Chapter 8 #2
I drove into him one last time, burying myself as deep as I could go, my knot swelling to lock us together. At the same moment, I sank my teeth into the soft flesh of his neck, right over Vernon's old claim, obliterating it, replacing it with my own.
The bond snapped into place.
It was like nothing I'd ever experienced.
A flood of sensation and emotion that wasn't my own, pouring into me through a connection I could suddenly feel humming in my chest. Dalvin's pleasure hit me first, the echo of his orgasm crashing through my nervous system and triggering my own release.
I came with a roar muffled against his neck, spilling into him in hot pulses, filling him while my knot kept us locked together.
But beneath the pleasure, I felt everything else.
Years of fear. Years of pain. The cold terror of Vernon's cruelty, the desperate hope of escape, the fierce protective love for a child I'd never met. Relief, so much relief, that it was finally over, that he was finally safe, that the alpha claiming him was the one he'd wanted all along.
And underneath all of it, love. Quiet and steady and unshakeable, a foundation that had survived years of abuse and over a decade of separation. Love that had never wavered, never faded, never stopped believing that somehow, someday, we would find each other again.
I held him through the aftershocks, my body curved around his, my teeth still buried in his neck as the bond finished forming. He trembled beneath me, crying quietly, his hand reaching back to grip my hip and hold me close.
"I've got you," I murmured against his skin. "I've got you. You're safe now. You're mine, and I'm never letting you go."
He nodded, a small movement, and I felt his agreement through the bond. Felt his trust, fragile but real, unfurling in his chest for the first time in years.
We stayed locked together for twenty minutes as my knot slowly subsided.
I shifted us onto our sides, pulling him against my chest, wrapping my arms around him to ward off the cooling air.
His torn clothes offered no protection, so I pulled off my jacket and draped it over him, covering his bare skin.
The forest was quiet around us. Birdsong filtered through the canopy, and somewhere nearby a stream burbled over rocks.

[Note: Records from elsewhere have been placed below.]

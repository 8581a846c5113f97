//! Resolution handler counters exposed by the ops listener.

use std::sync::atomic::{AtomicU64, Ordering};
use std::time::Duration;

use serde::Serialize;

/// Counters kept by the resolution handler.
///
/// Shared via `Arc`; increments are relaxed, a snapshot is advisory.
#[derive(Debug, Default)]
pub struct Metrics {
    calls: AtomicU64,
    errors: AtomicU64,
    not_found: AtomicU64,
    doc_redirects: AtomicU64,
    template_errors: AtomicU64,
    backend_micros: AtomicU64,
    backend_observations: AtomicU64,
}

/// Point-in-time copy of the counters.
#[derive(Debug, Clone, PartialEq, Serialize)]
pub struct MetricsSnapshot {
    /// Successful backend resolutions
    pub calls: u64,
    /// Backend failures other than not-found
    pub errors: u64,
    /// Resolutions that found no entry
    pub not_found: u64,
    /// Browser redirects to documentation
    pub doc_redirects: u64,
    /// Meta-tag rendering failures
    pub template_errors: u64,
    /// Total seconds spent in backend resolution
    pub backend_seconds_sum: f64,
    /// Number of backend resolutions measured
    pub backend_seconds_count: u64,
}

impl Metrics {
    pub fn new() -> Self {
        Self::default()
    }

    pub fn inc_calls(&self) {
        self.calls.fetch_add(1, Ordering::Relaxed);
    }

    pub fn inc_errors(&self) {
        self.errors.fetch_add(1, Ordering::Relaxed);
    }

    pub fn inc_not_found(&self) {
        self.not_found.fetch_add(1, Ordering::Relaxed);
    }

    pub fn inc_doc_redirects(&self) {
        self.doc_redirects.fetch_add(1, Ordering::Relaxed);
    }

    pub fn inc_template_errors(&self) {
        self.template_errors.fetch_add(1, Ordering::Relaxed);
    }

    pub fn observe_backend(&self, elapsed: Duration) {
        self.backend_micros
            .fetch_add(elapsed.as_micros() as u64, Ordering::Relaxed);
        self.backend_observations.fetch_add(1, Ordering::Relaxed);
    }

    pub fn snapshot(&self) -> MetricsSnapshot {
        MetricsSnapshot {
            calls: self.calls.load(Ordering::Relaxed),
            errors: self.errors.load(Ordering::Relaxed),
            not_found: self.not_found.load(Ordering::Relaxed),
            doc_redirects: self.doc_redirects.load(Ordering::Relaxed),
            template_errors: self.template_errors.load(Ordering::Relaxed),
            backend_seconds_sum: self.backend_micros.load(Ordering::Relaxed) as f64 / 1e6,
            backend_seconds_count: self.backend_observations.load(Ordering::Relaxed),
        }
    }
}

The late afternoon light slanted golden through the trees, painting everything in shades of amber and honey.
It was peaceful. Perfect. A stolen moment of calm after the storm of our joining.
"The beacon," he said eventually, his voice hoarse from screaming. "You need to activate it."
"Not yet." I pressed my lips to the fresh claiming mark, feeling it pulse with new blood, with the chemical signature that would forever bind us together. "Let me hold you a little longer first."
He relaxed against me, his body going soft in my arms, all the tension of the past year finally releasing.
I could feel him even with his eyes closed.
The exhaustion, the relief, the cautious bloom of hope.
He was marveling at this connection between us, this new awareness of another person's emotions humming in his chest.
"I can feel you," he whispered. "I can feel what you're feeling."
"I know. I can feel you too."
"Is it always like this?"
"I don't know." I pressed my face against his hair, breathing in his scent, now mingled irreversibly with my own. "I've never bonded anyone before. But I suspect it gets stronger with time."
He was quiet for a moment, processing that. Then his hand found mine and squeezed.
"Good," he said. "I want to feel you. I want to know you're there, even when you're not beside me."
I pulled him closer and didn't trust myself to speak.
When I finally reached for the beacon clipped to my belt and pressed the button, the sun had moved across the sky and the shadows had lengthened around us. Dalvin dozed against my chest, his breathing slow and even, his hand curled around mine where it rested on his stomach.
Fifty yards away, behind a dense wall of rhododendron, Mercer was still unconscious.
I could smell the blood from his broken nose, could hear the occasional shift of his body as he breathed.
He would wake eventually. Would report his failure to Vernon.
Would set in motion whatever retaliation the senator planned.
I didn't care. Let Vernon come. Let him send an army.
Dalvin was mine now. Bonded. Claimed. Protected by law and biology and the absolute certainty that I would die before I let anyone take him from me again.
The extraction team arrived thirty minutes later.
They found us in the clearing, still tangled together, my jacket draped over Dalvin's bare shoulders and my arms wrapped around him.
Professional to a fault, they asked no questions, offered blankets and water and a stretcher that Dalvin refused, insisting he could walk.
He leaned on me the whole way back to the facility. I supported his weight without complaint, without hesitation, without any thought except the warm pulse of the bond in my chest and the knowledge that after all this time, I had finally found my way home.